■ Exercise requirements: Your answer should be the lines below from the one with "canonical form (_user@domain.tld_)." to the one with "user and domain.", both included, given again exactly and with nothing added.

■ Dataset entries:
************
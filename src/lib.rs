//! # missive
//!
//! `missive` builds email messages and sends them over SMTP.
//!
//! It provides two pieces, used in sequence:
//!
//! * a **message builder**, turning sender, recipients, subject, body and
//!   attachments into an RFC 5322/2045 compliant byte sequence
//!   (`multipart/mixed` when attachments are present);
//! * an **SMTP transport**, delivering those bytes to a relay server,
//!   optionally over TLS (wrapped or via `STARTTLS`) and with PLAIN/LOGIN
//!   authentication.
//!
//! Delivery is performed once per non-empty recipient class (To, Cc, Bcc):
//! each class gets its own SMTP transaction with an independently rendered
//! copy of the message, and the per-class outcomes are collected in a
//! [`SendReport`] so one failing class never blocks the others.
//!
//! ## Example
//!
//! ```rust,no_run
//! use missive::{Message, SmtpTransport, Transport};
//!
//! # use std::error::Error;
//! # fn main() -> Result<(), Box<dyn Error>> {
//! let mut message = Message::builder()
//!     .from("NoBody <nobody@domain.tld>".parse()?)
//!     .reply_to("Yuin <yuin@domain.tld>".parse()?)
//!     .to("Hei <hei@domain.tld>".parse()?)
//!     .cc("archive@domain.tld".parse()?)
//!     .subject("Happy new year")
//!     .body("Be happy!")?;
//! message.attach("fireworks.png", false)?;
//!
//! let mailer = SmtpTransport::relay("smtp.domain.tld")?.build();
//!
//! let report = mailer.send(&message)?;
//! for delivery in report.deliveries() {
//!     println!("{}: {:?}", delivery.class(), delivery.result().map(|_| "sent"));
//! }
//! # Ok(())
//! # }
//! ```
//!
//! Everything is synchronous and connections are not reused: every
//! transaction opens, uses and closes its own socket.

#![forbid(unsafe_code)]
#![deny(missing_docs)]

pub mod address;
mod base64;
mod error;
pub mod message;
pub mod transport;

pub use crate::{
    address::{Address, Envelope},
    error::Error,
    message::{Attachment, Mailbox, Mailboxes, Message, MessageBuilder, RecipientClass},
    transport::{smtp::SmtpTransport, Delivery, SendReport, Transport},
};

/// Type alias for boxed errors used as sources
pub type BoxError = Box<dyn std::error::Error + Send + Sync>;
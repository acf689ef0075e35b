//! Representation of an email address

use std::{
    error::Error,
    fmt::{Display, Formatter, Result as FmtResult},
    net::IpAddr,
    str::FromStr,
};

use email_address::EmailAddress;

/// Represents an email address with a user and a domain name.
///
/// This type contains the address in canonical form (_user@domain.tld_).
///
/// # Examples
///
/// You can create an `Address` from a user and a domain:
///
/// ```
/// use missive::Address;
///
/// # use std::error::Error;
/// # fn main() -> Result<(), Box<dyn Error>> {
/// let address = Address::new("user", "email.com")?;
/// assert_eq!(address.user(), "user");
/// assert_eq!(address.domain(), "email.com");
/// # Ok(())
/// # }
/// ```
///
/// You can also create an `Address` from a string literal by parsing it:
///
/// ```
/// use missive::Address;
///
/// # use std::error::Error;
/// # fn main() -> Result<(), Box<dyn Error>> {
/// let address = "user@email.com".parse::<Address>()?;
/// assert_eq!(address.user(), "user");
/// assert_eq!(address.domain(), "email.com");
/// # Ok(())
/// # }
/// ```
#[derive(Debug, Clone, PartialOrd, Ord, PartialEq, Eq, Hash)]
pub struct Address {
    /// Complete address
    serialized: String,
    /// Index into `serialized` before the '@'
    at_start: usize,
}

impl Address {
    /// Creates a new email address from a user and domain.
    pub fn new<U: AsRef<str>, D: AsRef<str>>(user: U, domain: D) -> Result<Self, AddressError> {
        (user, domain).try_into()
    }

    /// Gets the user portion of the `Address`.
    pub fn user(&self) -> &str {
        &self.serialized[..self.at_start]
    }

    /// Gets the domain portion of the `Address`.
    pub fn domain(&self) -> &str {
        &self.serialized[self.at_start + 1..]
    }

    fn check_user(user: &str) -> Result<(), AddressError> {
        if EmailAddress::is_valid_local_part(user) {
            Ok(())
        } else {
            Err(AddressError::InvalidUser)
        }
    }

    fn check_domain(domain: &str) -> Result<(), AddressError> {
        if EmailAddress::is_valid_domain(domain) {
            return Ok(());
        }

        // Address literal, e.g. [127.0.0.1] or [IPv6:::1]
        let ip = domain
            .strip_prefix('[')
            .and_then(|ip| ip.strip_suffix(']'))
            .unwrap_or(domain);

        if ip.parse::<IpAddr>().is_ok() {
            return Ok(());
        }

        Err(AddressError::InvalidDomain)
    }

    /// Check if the address contains non-ascii chars
    pub(crate) fn is_ascii(&self) -> bool {
        self.serialized.is_ascii()
    }
}

impl Display for Address {
    fn fmt(&self, f: &mut Formatter<'_>) -> FmtResult {
        f.write_str(&self.serialized)
    }
}

impl FromStr for Address {
    type Err = AddressError;

    fn from_str(val: &str) -> Result<Self, AddressError> {
        let at_start = check_address(val)?;
        Ok(Address {
            serialized: val.into(),
            at_start,
        })
    }
}

impl<U, D> TryFrom<(U, D)> for Address
where
    U: AsRef<str>,
    D: AsRef<str>,
{
    type Error = AddressError;

    fn try_from((user, domain): (U, D)) -> Result<Self, Self::Error> {
        let user = user.as_ref();
        Address::check_user(user)?;

        let domain = domain.as_ref();
        Address::check_domain(domain)?;

        let serialized = format!("{user}@{domain}");
        Ok(Address {
            serialized,
            at_start: user.len(),
        })
    }
}

impl TryFrom<String> for Address {
    type Error = AddressError;

    fn try_from(serialized: String) -> Result<Self, AddressError> {
        let at_start = check_address(&serialized)?;
        Ok(Address {
            serialized,
            at_start,
        })
    }
}

impl AsRef<str> for Address {
    fn as_ref(&self) -> &str {
        &self.serialized
    }
}

fn check_address(val: &str) -> Result<usize, AddressError> {
    let mut parts = val.rsplitn(2, '@');
    let domain = parts.next().ok_or(AddressError::MissingParts)?;
    let user = parts.next().ok_or(AddressError::MissingParts)?;

    Address::check_user(user)?;
    Address::check_domain(domain)?;
    Ok(user.len())
}

/// Errors in email address parsing
#[derive(Debug, PartialEq, Eq, Clone, Copy)]
#[non_exhaustive]
pub enum AddressError {
    /// Missing domain or user
    MissingParts,
    /// Invalid email user
    InvalidUser,
    /// Invalid email domain
    InvalidDomain,
    /// Invalid input found
    InvalidInput,
}

impl Error for AddressError {}

impl Display for AddressError {
    fn fmt(&self, f: &mut Formatter<'_>) -> FmtResult {
        match self {
            AddressError::MissingParts => f.write_str("missing domain or user"),
            AddressError::InvalidUser => f.write_str("invalid email user"),
            AddressError::InvalidDomain => f.write_str("invalid email domain"),
            AddressError::InvalidInput => f.write_str("invalid input"),
        }
    }
}
//! Provides limited SASL authentication mechanisms

use std::fmt::{self, Debug, Display, Formatter};

use crate::transport::smtp::error::{self, Error};

/// Accepted authentication mechanisms
///
/// Trying LOGIN last as it is deprecated.
pub const DEFAULT_MECHANISMS: &[Mechanism] = &[Mechanism::Plain, Mechanism::Login];

/// Contains user credentials
#[derive(PartialEq, Eq, Clone, Hash)]
pub struct Credentials {
    authentication_identity: String,
    secret: String,
}

impl Credentials {
    /// Create a `Credentials` struct from username and password
    pub fn new(username: String, password: String) -> Credentials {
        Credentials {
            authentication_identity: username,
            secret: password,
        }
    }
}

impl<S, T> From<(S, T)> for Credentials
where
    S: Into<String>,
    T: Into<String>,
{
    fn from((username, password): (S, T)) -> Self {
        Credentials::new(username.into(), password.into())
    }
}

// The secret must never end up in debug output
impl Debug for Credentials {
    fn fmt(&self, f: &mut Formatter<'_>) -> fmt::Result {
        f.debug_struct("Credentials").finish()
    }
}

/// Represents authentication mechanisms
#[derive(PartialEq, Eq, Copy, Clone, Hash, Debug)]
pub enum Mechanism {
    /// PLAIN authentication mechanism, defined in
    /// [RFC 4616](https://tools.ietf.org/html/rfc4616)
    Plain,
    /// LOGIN authentication mechanism
    /// Obsolete but needed for some providers (like office365)
    ///
    /// Defined in [draft-murchison-sasl-login-00](https://www.ietf.org/archive/id/draft-murchison-sasl-login-00.txt).
    Login,
}

impl Display for Mechanism {
    fn fmt(&self, f: &mut Formatter<'_>) -> fmt::Result {
        f.write_str(match self {
            Mechanism::Plain => "PLAIN",
            Mechanism::Login => "LOGIN",
        })
    }
}

impl Mechanism {
    /// Does the mechanism support an initial response
    pub fn supports_initial_response(self) -> bool {
        match self {
            Mechanism::Plain => true,
            Mechanism::Login => false,
        }
    }

    /// Returns the string to send to the server, using the provided username,
    /// password and challenge in some cases
    pub fn response(
        self,
        credentials: &Credentials,
        challenge: Option<&str>,
    ) -> Result<String, Error> {
        match self {
            Mechanism::Plain => match challenge {
                Some(_) => Err(error::auth("this mechanism does not expect a challenge")),
                None => Ok(format!(
                    "\u{0}{}\u{0}{}",
                    credentials.authentication_identity, credentials.secret
                )),
            },
            Mechanism::Login => {
                let decoded_challenge =
                    challenge.ok_or_else(|| error::auth("this mechanism does expect a challenge"))?;

                if ["User Name", "Username:", "Username"].contains(&decoded_challenge) {
                    return Ok(credentials.authentication_identity.clone());
                }

                if ["Password", "Password:"].contains(&decoded_challenge) {
                    return Ok(credentials.secret.clone());
                }

                Err(error::auth("unrecognized challenge"))
            }
        }
    }
}
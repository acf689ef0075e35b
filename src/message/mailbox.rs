use std::{
    fmt::{Display, Formatter, Result as FmtResult},
    slice::Iter,
    str::FromStr,
};

use crate::address::{Address, AddressError};

/// Represents an email address with an optional name for the sender/recipient.
///
/// This type contains the email address and the sender/recipient name
/// (_Some Name \<user@domain.tld\>_ or _withoutname@domain.tld_).
///
/// # Examples
///
/// ```
/// # use missive::{Address, Mailbox};
/// # use std::error::Error;
/// # fn main() -> Result<(), Box<dyn Error>> {
/// let address = Address::new("example", "email.com")?;
/// let mailbox = Mailbox::new(None, address);
///
/// let parsed: Mailbox = "John Smith <example@email.com>".parse()?;
/// # Ok(())
/// # }
/// ```
#[derive(Debug, Clone, PartialOrd, Ord, PartialEq, Eq, Hash)]
pub struct Mailbox {
    /// The name associated with the address.
    pub name: Option<String>,

    /// The email address itself.
    pub email: Address,
}

impl Mailbox {
    /// Creates a new `Mailbox` using an email address and the name of the
    /// recipient if there is one.
    pub fn new(name: Option<String>, email: Address) -> Self {
        Mailbox { name, email }
    }
}

impl Display for Mailbox {
    fn fmt(&self, f: &mut Formatter<'_>) -> FmtResult {
        if let Some(name) = &self.name {
            let name = name.trim();
            if !name.is_empty() {
                f.write_str(name)?;
                f.write_str(" <")?;
                self.email.fmt(f)?;
                return f.write_str(">");
            }
        }
        self.email.fmt(f)
    }
}

impl<S: Into<String>, T: Into<String>> TryFrom<(S, T)> for Mailbox {
    type Error = AddressError;

    fn try_from((name, address): (S, T)) -> Result<Self, Self::Error> {
        Ok(Mailbox::new(Some(name.into()), address.into().parse()?))
    }
}

impl FromStr for Mailbox {
    type Err = AddressError;

    fn from_str(src: &str) -> Result<Mailbox, Self::Err> {
        match (src.find('<'), src.rfind('>')) {
            (Some(open), Some(close)) if open < close && close == src.len() - 1 => {
                let name = src[..open].trim().trim_matches('"').trim();
                let name = if name.is_empty() {
                    None
                } else {
                    Some(name.to_owned())
                };
                let email = src[open + 1..close].trim().parse()?;
                Ok(Mailbox::new(name, email))
            }
            (None, None) => Ok(Mailbox::new(None, src.trim().parse()?)),
            _ => Err(AddressError::InvalidInput),
        }
    }
}

impl From<Address> for Mailbox {
    fn from(email: Address) -> Self {
        Mailbox::new(None, email)
    }
}

/// Represents a sequence of [`Mailbox`] instances.
///
/// Rendered in headers as a comma-joined list
/// (_Some Name \<user@domain.tld\>,other@domain.tld,..._).
#[derive(Debug, Clone, Default, PartialOrd, Ord, PartialEq, Eq, Hash)]
pub struct Mailboxes(Vec<Mailbox>);

impl Mailboxes {
    /// Creates a new empty list of [`Mailbox`] instances.
    pub fn new() -> Self {
        Mailboxes(Vec::new())
    }

    /// Adds a new [`Mailbox`] to the list, in a builder style pattern.
    pub fn with(mut self, mbox: Mailbox) -> Self {
        self.0.push(mbox);
        self
    }

    /// Adds a new [`Mailbox`] to the list.
    pub fn push(&mut self, mbox: Mailbox) {
        self.0.push(mbox);
    }

    /// Whether the list holds no mailbox.
    pub fn is_empty(&self) -> bool {
        self.0.is_empty()
    }

    /// Number of mailboxes in the list.
    pub fn len(&self) -> usize {
        self.0.len()
    }

    /// Creates an iterator over the stored [`Mailbox`] instances.
    pub fn iter(&self) -> Iter<'_, Mailbox> {
        self.0.iter()
    }

    /// The bare addresses of every mailbox in the list.
    pub(crate) fn addresses(&self) -> Vec<Address> {
        self.0.iter().map(|mbox| mbox.email.clone()).collect()
    }
}

impl Display for Mailboxes {
    fn fmt(&self, f: &mut Formatter<'_>) -> FmtResult {
        let mut first = true;
        for mbox in &self.0 {
            if !first {
                f.write_str(",")?;
            }
            first = false;
            mbox.fmt(f)?;
        }
        Ok(())
    }
}

impl From<Mailbox> for Mailboxes {
    fn from(mbox: Mailbox) -> Self {
        Mailboxes(vec![mbox])
    }
}

impl FromIterator<Mailbox> for Mailboxes {
    fn from_iter<T: IntoIterator<Item = Mailbox>>(iter: T) -> Self {
        Mailboxes(iter.into_iter().collect())
    }
}

impl IntoIterator for Mailboxes {
    type Item = Mailbox;
    type IntoIter = std::vec::IntoIter<Mailbox>;

    fn into_iter(self) -> Self::IntoIter {
        self.0.into_iter()
    }
}

#[cfg(test)]
mod test {
    use pretty_assertions::assert_eq;

    use super::*;

    #[test]
    fn named_mailbox_display() {
        let mbox: Mailbox = ("Test User", "test.user@example.com").try_into().unwrap();
        assert_eq!(mbox.to_string(), "Test User <test.user@example.com>");
    }

    #[test]
    fn unnamed_mailbox_display_has_no_angle_brackets() {
        let mbox = Mailbox::new(None, "test.user@example.com".parse().unwrap());
        assert_eq!(mbox.to_string(), "test.user@example.com");

        let empty_name: Mailbox = ("", "test.user@example.com").try_into().unwrap();
        assert_eq!(empty_name.to_string(), "test.user@example.com");
    }

    #[test]
    fn mailboxes_join_with_single_comma() {
        let list = Mailboxes::new()
            .with(("Test User", "test.user@example.com").try_into().unwrap())
            .with(Mailbox::new(None, "other@example.com".parse().unwrap()));
        assert_eq!(
            list.to_string(),
            "Test User <test.user@example.com>,other@example.com"
        );
    }

    #[test]
    fn parse_angle_addr() {
        let mbox: Mailbox = "John Smith <example@email.com>".parse().unwrap();
        assert_eq!(mbox.name.as_deref(), Some("John Smith"));
        assert_eq!(mbox.email.to_string(), "example@email.com");

        let bare: Mailbox = "example@email.com".parse().unwrap();
        assert_eq!(bare.name, None);

        let bracket_only: Mailbox = "<example@email.com>".parse().unwrap();
        assert_eq!(bracket_only.name, None);
        assert_eq!(bracket_only.email.to_string(), "example@email.com");
    }

    #[test]
    fn parse_rejects_unbalanced_brackets() {
        assert!("John <example@email.com".parse::<Mailbox>().is_err());
        assert!("example@email.com>".parse::<Mailbox>().is_err());
    }
}
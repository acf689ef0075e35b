use ::base64::{
    engine::{general_purpose::STANDARD, Engine},
    DecodeError,
};

/// RFC 2045 requires encoded lines of at most 76 characters.
const LINE_WIDTH: usize = 76;

pub(crate) fn encode<T: AsRef<[u8]>>(input: T) -> String {
    STANDARD.encode(input)
}

pub(crate) fn decode<T: AsRef<[u8]>>(input: T) -> Result<Vec<u8>, DecodeError> {
    STANDARD.decode(input)
}

/// Encode and wrap with CRLF every 76 characters, for use as a
/// `Content-Transfer-Encoding: base64` part body.
pub(crate) fn encode_wrapped<T: AsRef<[u8]>>(input: T) -> String {
    let encoded = STANDARD.encode(input);
    let mut out = String::with_capacity(encoded.len() + 2 * (encoded.len() / LINE_WIDTH + 1));
    let mut rest = encoded.as_str();
    while rest.len() > LINE_WIDTH {
        let (line, tail) = rest.split_at(LINE_WIDTH);
        out.push_str(line);
        out.push_str("\r\n");
        rest = tail;
    }
    out.push_str(rest);
    out
}

#[cfg(test)]
mod test {
    use super::{decode, encode, encode_wrapped};

    #[test]
    fn round_trip() {
        let data = b"some binary \x00\x01\x02 payload";
        assert_eq!(decode(encode(data)).unwrap(), data);
    }

    #[test]
    fn wrapped_lines_within_limit() {
        let data = vec![0xABu8; 200];
        let wrapped = encode_wrapped(&data);
        for line in wrapped.split("\r\n") {
            assert!(line.len() <= 76);
        }
        let unwrapped: String = wrapped.split("\r\n").collect();
        assert_eq!(decode(unwrapped).unwrap(), data);
    }

    #[test]
    fn wrapped_short_input_has_no_break() {
        assert!(!encode_wrapped(b"short").contains("\r\n"));
    }
}
use std::{fs, path::Path};

use mime::Mime;

use crate::error::Error;

/// A file attached to a [`Message`][super::Message].
///
/// Attachments are keyed by filename inside a message: adding a second
/// attachment with the same filename replaces the first.
#[derive(Debug, Clone, PartialEq, Eq)]
pub struct Attachment {
    filename: String,
    content: Vec<u8>,
    inline: bool,
}

impl Attachment {
    /// Creates an attachment from in-memory content, rendered as a regular
    /// `Content-Disposition: attachment` part.
    pub fn new<S: Into<String>>(filename: S, content: Vec<u8>) -> Self {
        Self {
            filename: filename.into(),
            content,
            inline: false,
        }
    }

    /// Creates an inline attachment, rendered as a raw `message/rfc822` part.
    pub fn new_inline<S: Into<String>>(filename: S, content: Vec<u8>) -> Self {
        Self {
            filename: filename.into(),
            content,
            inline: true,
        }
    }

    /// Reads a file into an attachment, keyed by its base filename.
    ///
    /// This is the only filesystem access the crate performs.
    pub fn from_path<P: AsRef<Path>>(path: P, inline: bool) -> Result<Self, Error> {
        let path = path.as_ref();
        let filename = path
            .file_name()
            .and_then(|name| name.to_str())
            .ok_or(Error::CannotParseFilename)?
            .to_owned();
        let content = fs::read(path)?;
        Ok(Self {
            filename,
            content,
            inline,
        })
    }

    /// The filename the attachment is keyed by.
    pub fn filename(&self) -> &str {
        &self.filename
    }

    /// The raw attachment bytes.
    pub fn content(&self) -> &[u8] {
        &self.content
    }

    /// Whether the attachment is rendered inline.
    pub fn is_inline(&self) -> bool {
        self.inline
    }

    /// Content type for the part headers, looked up from the filename
    /// extension.
    pub(crate) fn content_type(&self) -> Mime {
        mime_guess::from_path(&self.filename).first_or_octet_stream()
    }
}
************
■ Task response:
/// This type contains the address in canonical form (_user@domain.tld_).
///
/// # Examples
///
/// You can create an `Address` from a user and a domain:
///
/// ```
/// use missive::Address;
///
/// # use std::error::Error;
/// # fn main() -> Result<(), Box<dyn Error>> {
/// let address = Address::new("user", "email.com")?;
/// assert_eq!(address.user(), "user");
/// assert_eq!(address.domain(), "email.com");
/// # Ok(())
/// # }
/// ```
///
/// You can also create an `Address` from a string literal by parsing it:
///
/// ```
/// use missive::Address;
///
/// # use std::error::Error;
/// # fn main() -> Result<(), Box<dyn Error>> {
/// let address = "user@email.com".parse::<Address>()?;
/// assert_eq!(address.user(), "user");
/// assert_eq!(address.domain(), "email.com");
/// # Ok(())
/// # }
/// ```
#[derive(Debug, Clone, PartialOrd, Ord, PartialEq, Eq, Hash)]
pub struct Address {
    /// Complete address
    serialized: String,
    /// Index into `serialized` before the '@'
    at_start: usize,
}

impl Address {
    /// Creates a new email address from a user and domain.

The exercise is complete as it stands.